Stored items:
=== Begin Enclosure ===

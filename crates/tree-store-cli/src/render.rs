//! Text output for query results

use anyhow::Result;
use std::collections::HashMap;
use std::fmt::Write;
use tree_store::{ItemId, TraversalOrder, TreeItem, TreeStore, ValidationReport};

/// One JSON object per line
pub fn json_lines<'a>(items: impl IntoIterator<Item = &'a TreeItem>) -> Result<String> {
    let mut out = String::new();
    for item in items {
        out.push_str(&serde_json::to_string(item)?);
        out.push('\n');
    }
    Ok(out)
}

/// The hierarchy below the root sentinel, two spaces per level
pub fn outline(store: &TreeStore) -> String {
    let mut out = String::new();
    // Pre-order reaches a parent before its children, so its depth is known
    let mut depths: HashMap<&ItemId, usize> = HashMap::new();
    for root in store.roots() {
        push_line(&mut out, root, 0);
        depths.insert(&root.id, 0);
        for item in store.walk_from(&root.id, TraversalOrder::PreOrder) {
            let depth = item
                .parent
                .item()
                .and_then(|parent| depths.get(parent))
                .map_or(1, |depth| depth + 1);
            depths.insert(&item.id, depth);
            push_line(&mut out, item, depth);
        }
    }
    out
}

fn push_line(out: &mut String, item: &TreeItem, depth: usize) {
    let _ = write!(out, "{:indent$}{}", "", item.id, indent = depth * 2);
    if let Some(kind) = &item.kind {
        let _ = write!(out, " ({})", kind);
    }
    out.push('\n');
}

/// One issue per line, or a single "ok" line
pub fn report(report: &ValidationReport) -> String {
    if report.is_ok() {
        return "ok\n".to_string();
    }
    report
        .issues()
        .iter()
        .map(|issue| format!("{}\n", issue))
        .collect()
}
//! The two lookup tables derived from the record sequence
//!
//! Both tables refer to records by their position in the store's record
//! vector, so they never clone records and never outlive the store.

use std::collections::HashMap;

use crate::item::{ItemId, ParentId, TreeRecord};

/// Handle to one child list inside a [`ChildrenIndex`]
#[derive(Debug, Clone, Copy, PartialEq, Eq, Hash)]
pub(crate) struct ChildListId(usize);

/// Parent id -> ordered positions of the records that name it as parent
#[derive(Debug, Clone, Default)]
pub(crate) struct ChildrenIndex {
    /// Child lists, each in first-seen order
    lists: Vec<Vec<usize>>,
    /// List of records whose parent is the root sentinel
    root: Option<ChildListId>,
    /// Lists keyed by the parent's item id
    by_item: HashMap<ItemId, ChildListId>,
}

impl ChildrenIndex {
    /// Group record positions by their parent reference
    pub fn build<R: TreeRecord>(records: &[R]) -> Self {
        let mut index = Self::default();
        for (position, record) in records.iter().enumerate() {
            let list = index.list_or_insert(record.parent());
            index.lists[list.0].push(position);
        }
        index
    }

    fn list_or_insert(&mut self, parent: &ParentId) -> ChildListId {
        if let Some(list) = self.list_for(parent) {
            return list;
        }

        let list = ChildListId(self.lists.len());
        self.lists.push(Vec::new());
        match parent {
            ParentId::Root => self.root = Some(list),
            ParentId::Item(id) => {
                self.by_item.insert(id.clone(), list);
            }
        }
        list
    }

    /// Find the list for a parent reference, if any record names it
    pub fn list_for(&self, parent: &ParentId) -> Option<ChildListId> {
        match parent {
            ParentId::Root => self.root,
            ParentId::Item(id) => self.list_for_item(id),
        }
    }

    /// Find the list of records hanging below `id`
    pub fn list_for_item(&self, id: &ItemId) -> Option<ChildListId> {
        self.by_item.get(id).copied()
    }

    /// Positions held by a list
    pub fn positions(&self, list: ChildListId) -> &[usize] {
        &self.lists[list.0]
    }

    /// Positions of the records whose parent is `id`
    pub fn children_of(&self, id: &ItemId) -> &[usize] {
        self.list_for_item(id)
            .map(|list| self.positions(list))
            .unwrap_or(&[])
    }

    /// Positions of the records whose parent is the root sentinel
    pub fn roots(&self) -> &[usize] {
        self.root.map(|list| self.positions(list)).unwrap_or(&[])
    }

    /// Number of distinct parent references, the root sentinel included
    pub fn key_count(&self) -> usize {
        self.lists.len()
    }
}

/// Where a record lives and which child list belongs to it
#[derive(Debug, Clone, Copy, PartialEq, Eq)]
pub(crate) struct ItemSlot {
    /// Position of the record in the store
    pub position: usize,
    /// The record's children, `None` for leaves
    pub children: Option<ChildListId>,
}

/// Item id -> record slot
#[derive(Debug, Clone, Default)]
pub(crate) struct ItemIndex {
    slots: HashMap<ItemId, ItemSlot>,
}

impl ItemIndex {
    /// Attach each record's child list; a later duplicate id replaces the earlier slot
    pub fn build<R: TreeRecord>(records: &[R], children: &ChildrenIndex) -> Self {
        let mut slots = HashMap::with_capacity(records.len());
        for (position, record) in records.iter().enumerate() {
            let slot = ItemSlot {
                position,
                children: children.list_for_item(record.id()),
            };
            slots.insert(record.id().clone(), slot);
        }
        Self { slots }
    }

    pub fn get(&self, id: &ItemId) -> Option<ItemSlot> {
        self.slots.get(id).copied()
    }

    pub fn contains(&self, id: &ItemId) -> bool {
        self.slots.contains_key(id)
    }

    /// Number of distinct ids
    pub fn len(&self) -> usize {
        self.slots.len()
    }
}

#[cfg(test)]
mod tests {
    use super::*;
    use crate::item::TreeItem;

    fn records() -> Vec<TreeItem> {
        vec![
            TreeItem::root(1),
            TreeItem::new(2, 1),
            TreeItem::new(3, 1),
            TreeItem::new(4, 2),
            TreeItem::root(5),
        ]
    }

    #[test]
    fn test_children_index_groups_in_input_order() {
        let index = ChildrenIndex::build(&records());

        assert_eq!(index.roots(), &[0, 4]);
        assert_eq!(index.children_of(&ItemId::from(1)), &[1, 2]);
        assert_eq!(index.children_of(&ItemId::from(2)), &[3]);
        assert!(index.children_of(&ItemId::from(3)).is_empty());
        assert!(index.children_of(&ItemId::from(99)).is_empty());
        assert_eq!(index.key_count(), 3);
    }

    #[test]
    fn test_item_index_attaches_child_lists() {
        let records = records();
        let children = ChildrenIndex::build(&records);
        let items = ItemIndex::build(&records, &children);

        assert_eq!(items.len(), 5);
        let slot = items.get(&ItemId::from(1)).unwrap();
        assert_eq!(slot.position, 0);
        assert_eq!(children.positions(slot.children.unwrap()), &[1, 2]);

        let leaf = items.get(&ItemId::from(4)).unwrap();
        assert_eq!(leaf.position, 3);
        assert_eq!(leaf.children, None);

        assert!(items.get(&ItemId::from("1")).is_none());
    }

    #[test]
    fn test_item_index_last_duplicate_wins() {
        let records = vec![TreeItem::root(1), TreeItem::new(1, 7)];
        let children = ChildrenIndex::build(&records);
        let items = ItemIndex::build(&records, &children);

        assert_eq!(items.len(), 1);
        assert_eq!(items.get(&ItemId::from(1)).unwrap().position, 1);
    }
}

=== End Enclosure ===

- WORK TO COMPLETE -
From the records above, pull out every line containing the word "copied".

- RESULT OF THE EXERCISE -
        self.by_item.get(id).copied()
        self.slots.get(id).copied()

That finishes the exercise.